■ Record extracts ■

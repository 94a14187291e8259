use crate::RangeList;

use shared::Interval;

use tracing::instrument;

impl RangeList {
    /// Set union with `other`.
    ///
    /// Touching intervals coalesce, matching
    /// [`insert_merging`](Self::insert_merging), so the result is canonical.
    #[instrument(level = "trace", skip_all)]
    pub fn union_with(&self, other: &Self) -> Self {
        assert_eq!(self.width, other.width, "range list bit widths don't agree");

        // Handle common cases.
        if self.is_empty() || other.is_full() {
            return other.clone();
        }
        if other.is_empty() || self.is_full() {
            return self.clone();
        }

        let lhs = self.intervals();
        let rhs = other.intervals();
        let mut result = RangeList::empty(self.width);
        let (mut i, mut j) = (0, 0);
        let mut current = if lhs[0].lower() < rhs[0].lower() {
            i += 1;
            lhs[0]
        } else {
            j += 1;
            rhs[0]
        };
        while i < lhs.len() || j < rhs.len() {
            let next = if j == rhs.len() || (i < lhs.len() && lhs[i].lower() < rhs[j].lower()) {
                i += 1;
                lhs[i - 1]
            } else {
                j += 1;
                rhs[j - 1]
            };
            if current.upper() < next.lower() {
                result.append_sorted_unchecked(current);
                current = next;
            } else if current.upper() < next.upper() {
                // touching or overlapping, keep the larger upper bound
                current = Interval::new(self.width, current.lower(), next.upper());
            }
        }
        result.append_sorted_unchecked(current);
        result
    }
}

#[cfg(test)]
mod tests {
    use crate::list::test_util::*;
    use crate::RangeList;

    #[test]
    fn empty_is_identity() {
        let a = list64(&[(0, 5), (10, 15)]);
        let empty = RangeList::empty(64);
        assert!(a.union_with(&empty).structural_eq(&a));
        assert!(empty.union_with(&a).structural_eq(&a));
    }

    #[test]
    fn full_absorbs() {
        let a = list64(&[(0, 5)]);
        let full = RangeList::full(64);
        assert!(a.union_with(&full).is_full());
        assert!(full.union_with(&a).is_full());
    }

    #[test]
    fn union_with_self_is_idempotent() {
        let a = list64(&[(0, 5), (10, 15)]);
        assert!(a.union_with(&a).structural_eq(&a));
    }

    #[test]
    fn bridging_interval_merges_both_sides() {
        let a = list64(&[(0, 5), (10, 15)]);
        let b = list64(&[(3, 12)]);
        let result = a.union_with(&b);
        assert_eq!(result.intervals(), &[iv64(0, 15)]);
        assert_canonical(&result);
    }

    #[test]
    fn touching_intervals_coalesce() {
        let a = list64(&[(0, 5)]);
        let b = list64(&[(5, 10)]);
        assert_eq!(a.union_with(&b).intervals(), &[iv64(0, 10)]);
    }

    #[test]
    fn disjoint_intervals_interleave() {
        let a = list64(&[(0, 2), (8, 10)]);
        let b = list64(&[(4, 6)]);
        let result = a.union_with(&b);
        assert_eq!(result.intervals(), &[iv64(0, 2), iv64(4, 6), iv64(8, 10)]);
        assert_canonical(&result);
    }

    #[test]
    fn nested_interval_keeps_outer_bounds() {
        let a = list64(&[(0, 10)]);
        let b = list64(&[(2, 4)]);
        assert_eq!(a.union_with(&b).intervals(), &[iv64(0, 10)]);
        assert_eq!(b.union_with(&a).intervals(), &[iv64(0, 10)]);
    }

    #[test]
    fn exhausts_longer_tail() {
        let a = list64(&[(0, 2)]);
        let b = list64(&[(4, 6), (8, 10), (12, 14)]);
        let result = a.union_with(&b);
        assert_eq!(
            result.intervals(),
            &[iv64(0, 2), iv64(4, 6), iv64(8, 10), iv64(12, 14)]
        );
    }

    #[test]
    #[should_panic(expected = "don't agree")]
    fn width_mismatch_is_fatal() {
        let a = list64(&[(0, 5)]);
        let b = list8(&[(0, 5)]);
        a.union_with(&b);
    }
}
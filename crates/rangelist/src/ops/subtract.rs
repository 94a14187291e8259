use crate::RangeList;

use tracing::instrument;

impl RangeList {
    /// Set difference `self \ other`, as intersection with the complement.
    #[instrument(level = "trace", skip_all)]
    pub fn subtract_with(&self, other: &Self) -> Self {
        assert_eq!(self.width, other.width, "range list bit widths don't agree");

        // Handle common cases.
        if self.is_empty() || other.is_full() {
            return RangeList::empty(self.width);
        }
        if other.is_empty() {
            return self.clone();
        }
        if self.is_full() {
            return other.inverse();
        }
        self.intersect_with(&other.inverse())
    }
}

#[cfg(test)]
mod tests {
    use crate::list::test_util::*;
    use crate::RangeList;

    #[test]
    fn subtracting_empty_is_identity() {
        let a = list8(&[(0, 5), (10, 15)]);
        assert!(a.subtract_with(&RangeList::empty(8)).structural_eq(&a));
    }

    #[test]
    fn subtracting_full_leaves_nothing() {
        let a = list8(&[(0, 5)]);
        assert!(a.subtract_with(&RangeList::full(8)).is_empty());
    }

    #[test]
    fn empty_receiver_stays_empty() {
        let empty = RangeList::empty(8);
        let b = list8(&[(0, 5)]);
        assert!(empty.subtract_with(&b).is_empty());
    }

    #[test]
    fn full_receiver_becomes_the_complement() {
        let full = RangeList::full(8);
        let b = list8(&[(0, 10)]);
        assert!(full.subtract_with(&b).structural_eq(&b.inverse()));
    }

    #[test]
    fn carves_a_hole() {
        let a = list8(&[(0, 10)]);
        let b = list8(&[(3, 5)]);
        let result = a.subtract_with(&b);
        assert_eq!(result.intervals(), &[iv8(0, 3), iv8(5, 10)]);
        assert_canonical(&result);
    }

    #[test]
    fn matches_intersection_with_complement() {
        let cases = [
            (vec![(0i64, 10i64), (20, 30)], vec![(5i64, 25i64)]),
            (vec![(-50, -40), (0, 5)], vec![(-45, 2)]),
            (vec![(0, 5)], vec![(10, 15)]),
        ];
        for (lhs, rhs) in cases {
            let a = list8(&lhs);
            let b = list8(&rhs);
            assert!(a
                .subtract_with(&b)
                .structural_eq(&a.intersect_with(&b.inverse())));
        }
    }

    #[test]
    #[should_panic(expected = "don't agree")]
    fn width_mismatch_is_fatal() {
        let a = list64(&[(0, 5)]);
        let b = list8(&[(0, 5)]);
        a.subtract_with(&b);
    }
}
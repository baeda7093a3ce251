//! Ledgerline batch checker
//!
//! Validates a journal-voucher batch read from a JSON file and prints the
//! report on stdout.
//!
//! Usage: ledgerline-check batch.json [--rows] [--summary]
//!
//! Exit status: 0 when the batch may be submitted, 1 when it is rejected,
//! 2 when the input or configuration cannot be read.

use std::path::{Path, PathBuf};
use std::process::ExitCode;

use anyhow::Context;
use clap::Parser;
use rust_decimal::Decimal;
use serde::{Deserialize, Serialize};
use serde_json::Value;
use tracing::{info, warn};
use tracing_subscriber::{EnvFilter, layer::SubscriberExt, util::SubscriberInitExt};

use ledgerline_core::adapter::RowAdapter;
use ledgerline_core::voucher::{
    EntryRecord, GroupSummary, ValidationOptions, ValidationReport, summarize_groups,
    validate_batch,
};
use ledgerline_shared::{AppConfig, AppError, AppResult, LoggingConfig, ValidationConfig};

/// Validate a journal-voucher batch before submission.
#[derive(Debug, Parser)]
#[command(name = "ledgerline-check", version, about)]
struct Cli {
    /// JSON file holding the batch.
    file: PathBuf,

    /// Read `{ "headers": [...], "rows": [[...]] }` instead of entry records.
    #[arg(long)]
    rows: bool,

    /// Maximum entries per serial number.
    #[arg(long)]
    max_entries: Option<usize>,

    /// Allowed debit/credit difference per serial number.
    #[arg(long)]
    tolerance: Option<Decimal>,

    /// Do not check entry counts.
    #[arg(long)]
    skip_entry_limit: bool,

    /// Do not check debit/credit balance.
    #[arg(long)]
    skip_balance: bool,

    /// Do not check document and posting dates.
    #[arg(long)]
    skip_date_consistency: bool,

    /// Include per-group totals in the output.
    #[arg(long)]
    summary: bool,
}

impl Cli {
    /// Configured defaults with command-line overrides applied.
    fn options(&self, config: &ValidationConfig) -> ValidationOptions {
        let mut options = ValidationOptions::from(config);
        if let Some(max_entries) = self.max_entries {
            options.max_entries = max_entries;
        }
        if let Some(tolerance) = self.tolerance {
            options.tolerance = tolerance;
        }
        options.check_entry_limit &= !self.skip_entry_limit;
        options.check_balance &= !self.skip_balance;
        options.check_date_consistency &= !self.skip_date_consistency;
        options
    }
}

/// Tabular upload as produced by a spreadsheet reader.
#[derive(Debug, Deserialize)]
struct RowsFile {
    headers: Vec<String>,
    rows: Vec<Vec<Value>>,
}

#[derive(Debug, Serialize)]
struct Output<'a> {
    report: &'a ValidationReport,
    #[serde(skip_serializing_if = "Option::is_none")]
    groups: Option<Vec<GroupSummary>>,
}

fn main() -> ExitCode {
    match run() {
        Ok(code) => code,
        Err(err) => {
            let code = err.downcast_ref::<AppError>().map_or(2, AppError::exit_code);
            eprintln!("Error: {err:#}");
            ExitCode::from(code)
        }
    }
}

fn run() -> anyhow::Result<ExitCode> {
    // Load environment variables from .env file
    dotenvy::dotenv().ok();

    let cli = Cli::parse();

    // Load configuration
    let config = AppConfig::load().map_err(AppError::from)?;

    init_tracing(&config.logging);

    let entries = read_batch(&cli.file, cli.rows)?;
    let options = cli.options(&config.validation);
    info!(
        file = %cli.file.display(),
        entries = entries.len(),
        max_entries = options.max_entries,
        tolerance = %options.tolerance,
        "Validating batch"
    );

    let report = validate_batch(&entries, &options);
    let groups = cli
        .summary
        .then(|| summarize_groups(&entries, options.tolerance));

    let stdout = std::io::stdout();
    let mut out = stdout.lock();
    serde_json::to_writer_pretty(
        &mut out,
        &Output {
            report: &report,
            groups,
        },
    )
    .context("Failed to write report")?;
    std::io::Write::write_all(&mut out, b"\n").context("Failed to write report")?;

    Ok(ExitCode::from(report_exit_code(report)))
}

/// Exit status for a finished report: 0 when the batch may be submitted.
fn report_exit_code(report: ValidationReport) -> u8 {
    match report.into_result() {
        Ok(()) => {
            info!("Batch passed validation");
            0
        }
        Err(rejected) => {
            warn!(codes = ?rejected.error_codes(), "Batch rejected");
            AppError::from(rejected).exit_code()
        }
    }
}

fn init_tracing(logging: &LoggingConfig) {
    let filter =
        EnvFilter::try_from_default_env().unwrap_or_else(|_| logging.filter.as_str().into());
    let registry = tracing_subscriber::registry().with(filter);

    if logging.json {
        registry
            .with(tracing_subscriber::fmt::layer().json().with_writer(std::io::stderr))
            .init();
    } else {
        registry
            .with(tracing_subscriber::fmt::layer().with_writer(std::io::stderr))
            .init();
    }
}

fn read_batch(path: &Path, rows: bool) -> AppResult<Vec<EntryRecord>> {
    let raw = std::fs::read_to_string(path)
        .map_err(|err| AppError::Io(format!("{}: {err}", path.display())))?;

    if !rows {
        return serde_json::from_str(&raw).map_err(|err| AppError::InvalidInput(err.to_string()));
    }

    let file: RowsFile =
        serde_json::from_str(&raw).map_err(|err| AppError::InvalidInput(err.to_string()))?;
    let adapter = RowAdapter::from_headers(&file.headers)?;
    let cells: Vec<Vec<String>> = file
        .rows
        .iter()
        .map(|row| row.iter().map(cell_text).collect())
        .collect();
    Ok(adapter.adapt_rows::<_, String>(&cells))
}

/// Spreadsheet readers emit numbers for numeric cells (amounts, serial
/// numbers, date serials); the adapter works on text.
fn cell_text(value: &Value) -> String {
    match value {
        Value::Null => String::new(),
        Value::String(text) => text.clone(),
        other => other.to_string(),
    }
}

■ What to produce ■
Go through the material above and copy each line that has the word "layer".

■ Problem solution ■
use tracing_subscriber::{EnvFilter, layer::SubscriberExt, util::SubscriberInitExt};
            .with(tracing_subscriber::fmt::layer().json().with_writer(std::io::stderr))
            .with(tracing_subscriber::fmt::layer().with_writer(std::io::stderr))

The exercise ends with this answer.